Entenderia se quisessem se desfazer da crase. Ela é uma das coisas que detesto na língua e só serve para gerar confusão, como a própria raiz etimológica já descreve: crase vem do grego e significa fusão (coloquem o “con” na frente). É somente para fundir a cabeça do sujeito. Tanto faz escrever “Vou à Bolívia” ou “Vou a São Paulo”. Estarei lá da mesma forma e todos saberão disso, com crase ou não.

Acredito que existam coisas mais importantes para serem recicladas, como, por exemplo, a caligrafia. Uma reforma caligráfica cairia muita bem aqui no Brasil. Não que eu esteja criticando a letra dos meus companheiros, pois tenho uns garranchos que só Deus sabe. Refiro-me àqueles (olha a crase) malditos receituários médicos que só fazem com que os doentes fiquem mais doentes ainda de tanta raiva pela tentativa de lê-los. É necessário um curso de egiptologia ou outro qualquer para decifrarmos os hieróglifos medicinais. Cada um que dá medo. O sujeito está acabado, vai ao médico, pega a receita e fica, juntamente com o cara do balcão, tentando decifrar se o remédio é ou não o nome do paciente e se a data é a referência da posologia ou a assinatura do médico. Se juntar tudo com a reforma, acabou-se, o doente bate as botas. Deveria ser proibido receituário em que rabiscos de crianças de dois anos fossem a última esperança dos enfermos. No fim das contas todos acabam comprando os remédios errados por culpa deles.

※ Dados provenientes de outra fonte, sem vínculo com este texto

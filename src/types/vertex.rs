/*
    Copyright © 2023, ParallelChain Lab
    Licensed under the Apache License, Version 2.0: http://www.apache.org/licenses/LICENSE-2.0
*/

//! Definitions for the 'vertex' type -- a proposed block -- and its associated methods.
//!
//! Vertices chain through the quorum certificate embedded in each of them, not through
//! pointers to other in-memory vertices: a vertex's parent is the vertex certified by its
//! `parent_qc`, and its grandparent is the parent header recorded inside that same QC's vote
//! data. [`VerifiedVertex`] pairs a vertex with its hash and exposes the chain-inspection
//! accessors that the safety rules are built on.

use borsh::{BorshDeserialize, BorshSerialize};
use sha2::Digest;

use super::basic::*;
use super::certificates::QuorumCertificate;

/// The slice of a vertex's execution result that consensus needs: the epoch the vertex
/// executed in, and whether it was the last vertex of that epoch. An end-of-epoch vertex
/// suppresses transaction proposals on top of it until the next validator set takes over.
#[derive(Clone, Debug, PartialEq, Eq, BorshDeserialize, BorshSerialize)]
pub struct LedgerHeader {
    pub epoch: Epoch,
    pub end_of_epoch: bool,
}

impl LedgerHeader {
    pub fn new(epoch: Epoch, end_of_epoch: bool) -> Self {
        Self {
            epoch,
            end_of_epoch,
        }
    }
}

/// Consensus header naming an executed vertex: the view it was proposed in, its id, and the
/// result of executing it.
#[derive(Clone, Debug, PartialEq, Eq, BorshDeserialize, BorshSerialize)]
pub struct Header {
    pub view: View,
    pub vertex_id: CryptoHash,
    pub ledger_header: LedgerHeader,
}

impl Header {
    pub fn new(view: View, vertex_id: CryptoHash, ledger_header: LedgerHeader) -> Self {
        Self {
            view,
            vertex_id,
            ledger_header,
        }
    }
}

/// A proposed block: the view it is proposed in, the quorum certificate for its parent, an
/// ordered transaction list, and its author.
#[derive(Clone, Debug, PartialEq, Eq, BorshDeserialize, BorshSerialize)]
pub struct Vertex {
    pub parent_qc: QuorumCertificate,
    pub view: View,
    pub txns: Vec<Txn>,
    pub author: ValidatorId,
}

impl Vertex {
    pub fn new(
        parent_qc: QuorumCertificate,
        view: View,
        txns: Vec<Txn>,
        author: ValidatorId,
    ) -> Vertex {
        Vertex {
            parent_qc,
            view,
            txns,
            author,
        }
    }

    /// The empty fallback vertex a view's timeout vote is cast on when no proposal was voted
    /// for in time. Authored on behalf of the view's leader and carries no transactions.
    pub fn new_timeout(parent_qc: QuorumCertificate, view: View, leader: ValidatorId) -> Vertex {
        Vertex::new(parent_qc, view, Vec::new(), leader)
    }

    pub fn hash(&self) -> CryptoHash {
        let mut hasher = CryptoHasher::new();
        hasher.update(self.parent_qc.try_to_vec().unwrap());
        hasher.update(self.view.try_to_vec().unwrap());
        hasher.update(self.txns.try_to_vec().unwrap());
        hasher.update(self.author.try_to_vec().unwrap());
        CryptoHash::new(hasher.finalize().into())
    }

    /// Header of this vertex's parent, i.e., the proposed header certified by `parent_qc`.
    pub fn parent_header(&self) -> &Header {
        self.parent_qc.proposed()
    }

    /// Header of this vertex's grandparent, i.e., the parent header recorded in `parent_qc`'s
    /// vote data.
    pub fn grandparent_header(&self) -> &Header {
        self.parent_qc.parent()
    }
}

/// A vertex together with its id. Constructing a `VerifiedVertex` hashes the vertex exactly
/// once; everything downstream (votes, proposals, the vertex store) refers to the id.
#[derive(Clone, Debug, PartialEq, Eq)]
pub struct VerifiedVertex {
    vertex: Vertex,
    id: CryptoHash,
}

impl VerifiedVertex {
    pub fn new(vertex: Vertex) -> VerifiedVertex {
        let id = vertex.hash();
        VerifiedVertex { vertex, id }
    }

    pub fn id(&self) -> CryptoHash {
        self.id
    }

    pub fn vertex(&self) -> &Vertex {
        &self.vertex
    }

    pub fn view(&self) -> View {
        self.vertex.view
    }

    pub fn parent_header(&self) -> &Header {
        self.vertex.parent_header()
    }

    pub fn grandparent_header(&self) -> &Header {
        self.vertex.grandparent_header()
    }

    /// Whether this vertex extends its parent without a view gap.
    pub fn has_direct_parent(&self) -> bool {
        self.vertex.view == self.parent_header().view + 1
    }

    /// Whether this vertex's parent extends the grandparent without a view gap.
    pub fn parent_has_direct_parent(&self) -> bool {
        self.parent_header().view == self.grandparent_header().view + 1
    }

    /// Whether this vertex, its parent, or its grandparent is at the genesis view. Vertices
    /// that touch genesis never mark anything for commit.
    pub fn touches_genesis(&self) -> bool {
        self.view().is_genesis()
            || self.parent_header().view.is_genesis()
            || self.grandparent_header().view.is_genesis()
    }
}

Como sei que meu pedido passará despercebido, e ainda por cima arrancarão meu couro e proibirão minha entrada em qualquer academia, continuo escrevendo da forma antiga, não com PH, mas com os acentos, pontos, chapéus e tudo o mais que as palavras têm direito.

Espero também que meu médico não se zangue, mas é a pura verdade. Se quiser, tenho uns caderninhos de caligrafia em casa, bonitinhos, com peixinhos e carneirinhos. Pelo menos adiantaria para alguma coisa, pois a reforma ortográfica nada fez, só complicou e me deixou estressado. E preciso de uma receita para calmante sem necessidade de fazer um curso de egiptologia ou algo parecido.